Service management needs to be effective to answer these questions, but in the end, the execution of the service itself must be done in such a way that the customer finds the outcomes to be valuable, convenient, and correctly priced.

Chapter 3

The Customer Is King

In This Chapter

Figuring out what the target and customer want

Viewing a service from the outside

Delving into service management

Using services as components of other services

We look at a service from the inside in Chapter 2, so it seems logical that in this chapter, we take a look at a service from the outside. In

Chapter 2, we focus on the first part of the definition of a service (a service is a purposeful activity); in this chapter, we focus on the second part (carried out for the benefit of a known target).
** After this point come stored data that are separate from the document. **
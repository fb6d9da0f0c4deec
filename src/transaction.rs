//! Transaction handle bound to one pooled connection.
//!
//! Lifecycle: Created, then Active after a successful `begin`, then one of
//! the terminal states Committed or RolledBack. No transitions are legal out
//! of a terminal state, and a failed `begin` leaves the handle in Created.

use std::borrow::Cow;

use crate::error::PersistenceError;
use crate::pool::MssqlConnection;
use crate::query::{build_record_set, execute_statement};
use crate::results::RecordSet;
use crate::substitute::substitute_placeholders;
use crate::types::SqlValue;

/// Lifecycle state of a [`Transaction`].
#[derive(Debug, Clone, Copy, PartialEq, Eq)]
pub enum TransactionState {
    /// Constructed but not begun.
    Created,
    /// `begin` succeeded; queries may run inside the transaction.
    Active,
    /// Terminal: `commit` succeeded.
    Committed,
    /// Terminal: `rollback` succeeded.
    RolledBack,
}

impl TransactionState {
    #[must_use]
    pub fn is_terminal(self) -> bool {
        matches!(self, Self::Committed | Self::RolledBack)
    }

    pub(crate) fn ensure_can_begin(self) -> Result<(), PersistenceError> {
        if self == Self::Created {
            Ok(())
        } else {
            Err(PersistenceError::TransactionError(format!(
                "cannot begin a transaction in the {self:?} state"
            )))
        }
    }

    pub(crate) fn ensure_active(self, operation: &str) -> Result<(), PersistenceError> {
        if self == Self::Active {
            Ok(())
        } else {
            Err(PersistenceError::TransactionError(format!(
                "cannot {operation} a transaction in the {self:?} state"
            )))
        }
    }
}

/// Isolation level applied at `begin`.
#[derive(Debug, Clone, Copy, PartialEq, Eq)]
pub enum IsolationLevel {
    ReadUncommitted,
    ReadCommitted,
    RepeatableRead,
    Snapshot,
    Serializable,
}

impl IsolationLevel {
    #[must_use]
    pub fn as_sql(self) -> &'static str {
        match self {
            Self::ReadUncommitted => "READ UNCOMMITTED",
            Self::ReadCommitted => "READ COMMITTED",
            Self::RepeatableRead => "REPEATABLE READ",
            Self::Snapshot => "SNAPSHOT",
            Self::Serializable => "SERIALIZABLE",
        }
    }
}

/// Options for beginning a transaction.
#[derive(Debug, Clone, Copy, Default)]
pub struct BeginOptions {
    pub isolation_level: Option<IsolationLevel>,
}

impl BeginOptions {
    #[must_use]
    pub fn with_isolation_level(mut self, isolation_level: IsolationLevel) -> Self {
        self.isolation_level = Some(isolation_level);
        self
    }
}

/// Transaction handle for SQL Server.
///
/// Owns a dedicated pooled connection for its whole lifetime; every query
/// issued through the handle runs on that connection. Dropping a handle that
/// is still Active leaves the connection mid-transaction. Always finish with
/// [`commit`](Transaction::commit) or [`rollback`](Transaction::rollback).
pub struct Transaction {
    conn: MssqlConnection,
    state: TransactionState,
    log_sql: bool,
}

impl Transaction {
    pub(crate) fn new(conn: MssqlConnection, log_sql: bool) -> Self {
        Self {
            conn,
            state: TransactionState::Created,
            log_sql,
        }
    }

    /// Current lifecycle state.
    #[must_use]
    pub fn state(&self) -> TransactionState {
        self.state
    }

    /// Begin the transaction, optionally setting an isolation level first.
    ///
    /// # Errors
    ///
    /// Returns `PersistenceError::TransactionError` when not in the Created
    /// state, or `PersistenceError::ExecutionError` if the driver fails; a
    /// driver failure leaves the handle in Created.
    pub async fn begin(&mut self, options: &BeginOptions) -> Result<(), PersistenceError> {
        self.state.ensure_can_begin()?;

        let sql: Cow<'static, str> = match options.isolation_level {
            Some(level) => Cow::Owned(format!(
                "SET TRANSACTION ISOLATION LEVEL {}; BEGIN TRANSACTION",
                level.as_sql()
            )),
            None => Cow::Borrowed("BEGIN TRANSACTION"),
        };

        tiberius::Query::new(sql)
            .execute(&mut *self.conn)
            .await
            .map_err(|e| {
                PersistenceError::ExecutionError(format!("MSSQL begin transaction error: {e}"))
            })?;

        self.state = TransactionState::Active;
        Ok(())
    }

    /// Commit the transaction.
    ///
    /// # Errors
    ///
    /// Returns `PersistenceError::TransactionError` when not Active, or
    /// `PersistenceError::ExecutionError` if the driver fails.
    pub async fn commit(&mut self) -> Result<(), PersistenceError> {
        self.state.ensure_active("commit")?;

        tiberius::Query::new("COMMIT TRANSACTION")
            .execute(&mut *self.conn)
            .await
            .map_err(|e| PersistenceError::ExecutionError(format!("MSSQL commit error: {e}")))?;

        self.state = TransactionState::Committed;
        Ok(())
    }

    /// Roll back the transaction.
    ///
    /// # Errors
    ///
    /// Returns `PersistenceError::TransactionError` when not Active, or
    /// `PersistenceError::ExecutionError` if the driver fails.
    pub async fn rollback(&mut self) -> Result<(), PersistenceError> {
        self.state.ensure_active("rollback")?;

        tiberius::Query::new("ROLLBACK TRANSACTION")
            .execute(&mut *self.conn)
            .await
            .map_err(|e| PersistenceError::ExecutionError(format!("MSSQL rollback error: {e}")))?;

        self.state = TransactionState::RolledBack;
        Ok(())
    }

    /// Execute a SELECT inside the transaction.
    ///
    /// # Errors
    ///
    /// Returns `PersistenceError::TransactionError` when not Active, or an
    /// execution error from the driver.
    pub async fn query(
        &mut self,
        script: &str,
        values: &[SqlValue],
    ) -> Result<RecordSet, PersistenceError> {
        self.state.ensure_active("query within")?;
        let sql = self.render(script, values);
        build_record_set(&mut self.conn, &sql).await
    }

    /// Execute a DML statement inside the transaction and return affected rows.
    ///
    /// # Errors
    ///
    /// Returns `PersistenceError::TransactionError` when not Active, or an
    /// execution error from the driver.
    pub async fn execute(
        &mut self,
        script: &str,
        values: &[SqlValue],
    ) -> Result<usize, PersistenceError> {
        self.state.ensure_active("execute within")?;
        let sql = self.render(script, values);
        execute_statement(&mut self.conn, &sql).await
    }

    fn render(&self, script: &str, values: &[SqlValue]) -> String {
        let sql = substitute_placeholders(script, values);
        if self.log_sql {
            tracing::debug!(target: "mssql_persistence::sql", sql = %sql, "executing substituted sql");
        }
        sql.into_owned()
    }
}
We could say for the benefit of the customer, but we don’t. In most circumstances, satisfying the customer isn’t the only driver that shapes a service. If the service is delivered by a public company, for example, you also need to satisfy the shareholders. You can quite easily make the customers happy and still go out of business, and the shareholders are unlikely to approve such a business strategy. So in addition to executing the activities of a well-defined service in a high-quality manner, service management needs to include both a customer satisfaction process and a stakeholder-requirements management process to ensure that the needs of all stakeholders are known and managed.

So when we say for the benefit of a known target, we may be talking about a need to satisfy multiple targets, each of which has a specific expectation of the service. The shareholders care about profitability, whereas the customers care about the quality of service.